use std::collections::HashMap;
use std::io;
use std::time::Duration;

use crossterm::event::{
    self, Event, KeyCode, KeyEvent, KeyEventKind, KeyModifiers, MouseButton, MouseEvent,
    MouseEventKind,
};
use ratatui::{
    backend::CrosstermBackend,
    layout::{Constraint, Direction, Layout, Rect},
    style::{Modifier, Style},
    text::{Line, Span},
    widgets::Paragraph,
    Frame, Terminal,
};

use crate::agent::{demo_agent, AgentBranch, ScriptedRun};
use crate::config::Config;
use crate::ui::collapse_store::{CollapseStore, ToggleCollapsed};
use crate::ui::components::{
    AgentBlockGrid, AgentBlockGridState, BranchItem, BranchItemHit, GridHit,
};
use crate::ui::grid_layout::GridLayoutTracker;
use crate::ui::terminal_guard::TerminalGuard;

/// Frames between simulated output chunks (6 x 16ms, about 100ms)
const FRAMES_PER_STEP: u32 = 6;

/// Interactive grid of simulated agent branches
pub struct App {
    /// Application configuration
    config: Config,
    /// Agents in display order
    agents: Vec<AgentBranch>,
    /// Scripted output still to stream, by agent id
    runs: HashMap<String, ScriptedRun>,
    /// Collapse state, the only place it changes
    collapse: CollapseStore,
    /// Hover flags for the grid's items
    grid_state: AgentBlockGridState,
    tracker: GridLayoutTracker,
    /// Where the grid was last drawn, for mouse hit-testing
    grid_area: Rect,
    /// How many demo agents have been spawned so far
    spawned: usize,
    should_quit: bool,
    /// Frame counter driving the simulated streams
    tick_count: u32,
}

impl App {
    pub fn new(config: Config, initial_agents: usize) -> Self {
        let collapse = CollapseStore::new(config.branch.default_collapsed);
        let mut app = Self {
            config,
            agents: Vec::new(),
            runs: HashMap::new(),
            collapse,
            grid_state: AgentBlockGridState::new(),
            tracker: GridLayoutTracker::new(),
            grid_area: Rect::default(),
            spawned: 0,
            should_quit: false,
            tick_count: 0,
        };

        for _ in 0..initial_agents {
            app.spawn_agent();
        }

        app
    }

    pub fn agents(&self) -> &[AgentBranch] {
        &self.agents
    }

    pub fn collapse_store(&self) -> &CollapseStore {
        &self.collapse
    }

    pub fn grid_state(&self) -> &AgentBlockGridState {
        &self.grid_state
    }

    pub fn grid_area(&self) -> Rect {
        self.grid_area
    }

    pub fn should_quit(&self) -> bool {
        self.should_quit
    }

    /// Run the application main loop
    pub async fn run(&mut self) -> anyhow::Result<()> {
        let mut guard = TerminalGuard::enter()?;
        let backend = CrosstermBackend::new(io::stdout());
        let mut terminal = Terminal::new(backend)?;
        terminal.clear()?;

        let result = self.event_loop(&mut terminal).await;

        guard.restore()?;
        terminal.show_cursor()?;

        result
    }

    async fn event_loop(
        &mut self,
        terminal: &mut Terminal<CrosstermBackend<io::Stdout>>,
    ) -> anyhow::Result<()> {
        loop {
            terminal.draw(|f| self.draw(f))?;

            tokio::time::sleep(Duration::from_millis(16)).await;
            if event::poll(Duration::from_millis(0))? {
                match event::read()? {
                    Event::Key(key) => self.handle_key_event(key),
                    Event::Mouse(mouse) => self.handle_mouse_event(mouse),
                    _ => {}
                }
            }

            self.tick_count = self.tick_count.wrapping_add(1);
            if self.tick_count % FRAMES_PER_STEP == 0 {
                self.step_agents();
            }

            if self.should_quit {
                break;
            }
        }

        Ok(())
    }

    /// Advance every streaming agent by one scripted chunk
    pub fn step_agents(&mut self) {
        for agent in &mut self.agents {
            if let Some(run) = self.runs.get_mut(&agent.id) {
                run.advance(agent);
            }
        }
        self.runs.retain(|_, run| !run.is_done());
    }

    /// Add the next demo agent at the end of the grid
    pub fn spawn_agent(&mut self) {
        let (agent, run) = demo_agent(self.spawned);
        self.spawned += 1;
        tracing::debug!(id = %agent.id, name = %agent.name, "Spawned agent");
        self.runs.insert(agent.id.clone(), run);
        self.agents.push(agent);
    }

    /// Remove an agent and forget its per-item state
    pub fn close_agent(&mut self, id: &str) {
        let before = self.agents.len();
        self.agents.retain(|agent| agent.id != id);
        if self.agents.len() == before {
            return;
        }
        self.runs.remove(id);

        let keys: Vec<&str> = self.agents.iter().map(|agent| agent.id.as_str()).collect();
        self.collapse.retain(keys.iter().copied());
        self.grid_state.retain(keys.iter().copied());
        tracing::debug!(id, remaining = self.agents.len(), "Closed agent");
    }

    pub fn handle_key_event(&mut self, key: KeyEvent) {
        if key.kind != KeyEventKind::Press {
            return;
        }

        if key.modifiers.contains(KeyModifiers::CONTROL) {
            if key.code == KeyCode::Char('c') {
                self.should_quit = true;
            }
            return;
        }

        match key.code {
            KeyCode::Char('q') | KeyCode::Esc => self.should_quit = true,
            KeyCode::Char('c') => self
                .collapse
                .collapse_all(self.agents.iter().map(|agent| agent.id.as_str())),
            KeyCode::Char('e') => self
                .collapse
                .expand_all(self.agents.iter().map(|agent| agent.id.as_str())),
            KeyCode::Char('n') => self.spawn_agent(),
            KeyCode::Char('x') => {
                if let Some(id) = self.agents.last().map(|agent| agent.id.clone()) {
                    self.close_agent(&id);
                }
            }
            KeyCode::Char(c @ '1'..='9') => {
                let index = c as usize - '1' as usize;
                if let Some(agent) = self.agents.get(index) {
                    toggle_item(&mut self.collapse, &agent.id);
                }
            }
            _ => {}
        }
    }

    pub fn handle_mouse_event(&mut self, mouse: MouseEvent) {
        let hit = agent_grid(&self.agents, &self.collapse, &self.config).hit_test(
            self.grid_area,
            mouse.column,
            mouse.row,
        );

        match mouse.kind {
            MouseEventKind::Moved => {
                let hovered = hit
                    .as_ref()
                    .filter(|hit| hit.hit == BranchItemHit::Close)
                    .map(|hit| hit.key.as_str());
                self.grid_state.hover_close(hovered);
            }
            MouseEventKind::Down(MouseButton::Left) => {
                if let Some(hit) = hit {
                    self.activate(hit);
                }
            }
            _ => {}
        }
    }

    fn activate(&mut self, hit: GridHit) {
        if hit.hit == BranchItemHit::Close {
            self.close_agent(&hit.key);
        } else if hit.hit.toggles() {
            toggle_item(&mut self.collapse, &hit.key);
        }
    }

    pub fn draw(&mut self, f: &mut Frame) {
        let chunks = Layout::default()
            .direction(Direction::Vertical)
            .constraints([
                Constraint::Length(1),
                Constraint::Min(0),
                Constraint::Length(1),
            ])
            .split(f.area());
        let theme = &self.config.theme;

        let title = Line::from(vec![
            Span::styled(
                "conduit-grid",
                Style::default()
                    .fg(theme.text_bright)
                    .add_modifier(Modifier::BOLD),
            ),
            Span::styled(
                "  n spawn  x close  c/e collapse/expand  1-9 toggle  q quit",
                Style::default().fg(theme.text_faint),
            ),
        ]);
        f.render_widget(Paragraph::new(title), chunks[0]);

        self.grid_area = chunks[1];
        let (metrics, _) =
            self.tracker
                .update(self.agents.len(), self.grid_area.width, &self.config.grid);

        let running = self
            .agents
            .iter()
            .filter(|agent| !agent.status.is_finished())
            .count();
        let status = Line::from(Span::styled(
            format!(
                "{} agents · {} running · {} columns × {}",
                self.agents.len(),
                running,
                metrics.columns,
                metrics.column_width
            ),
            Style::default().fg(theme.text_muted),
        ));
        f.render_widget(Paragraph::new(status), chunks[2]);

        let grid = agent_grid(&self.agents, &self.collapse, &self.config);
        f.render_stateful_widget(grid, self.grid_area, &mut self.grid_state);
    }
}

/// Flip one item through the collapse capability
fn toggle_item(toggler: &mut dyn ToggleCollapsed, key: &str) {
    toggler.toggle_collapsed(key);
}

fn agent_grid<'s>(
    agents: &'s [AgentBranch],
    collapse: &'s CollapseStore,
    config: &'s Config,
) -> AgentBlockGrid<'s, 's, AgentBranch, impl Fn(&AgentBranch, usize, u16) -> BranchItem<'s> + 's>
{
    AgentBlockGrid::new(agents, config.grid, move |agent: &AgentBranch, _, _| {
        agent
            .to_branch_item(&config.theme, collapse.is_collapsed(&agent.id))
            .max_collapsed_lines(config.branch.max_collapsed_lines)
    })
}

---

=== WORK TO BE COMPLETED ===
Copy each line above containing the string "AgentBranch".

=== FINISHED TASK ===
use crate::agent::{demo_agent, AgentBranch, ScriptedRun};
    agents: Vec<AgentBranch>,
    pub fn agents(&self) -> &[AgentBranch] {
    agents: &'s [AgentBranch],
) -> AgentBlockGrid<'s, 's, AgentBranch, impl Fn(&AgentBranch, usize, u16) -> BranchItem<'s> + 's>
    AgentBlockGrid::new(agents, config.grid, move |agent: &AgentBranch, _, _| {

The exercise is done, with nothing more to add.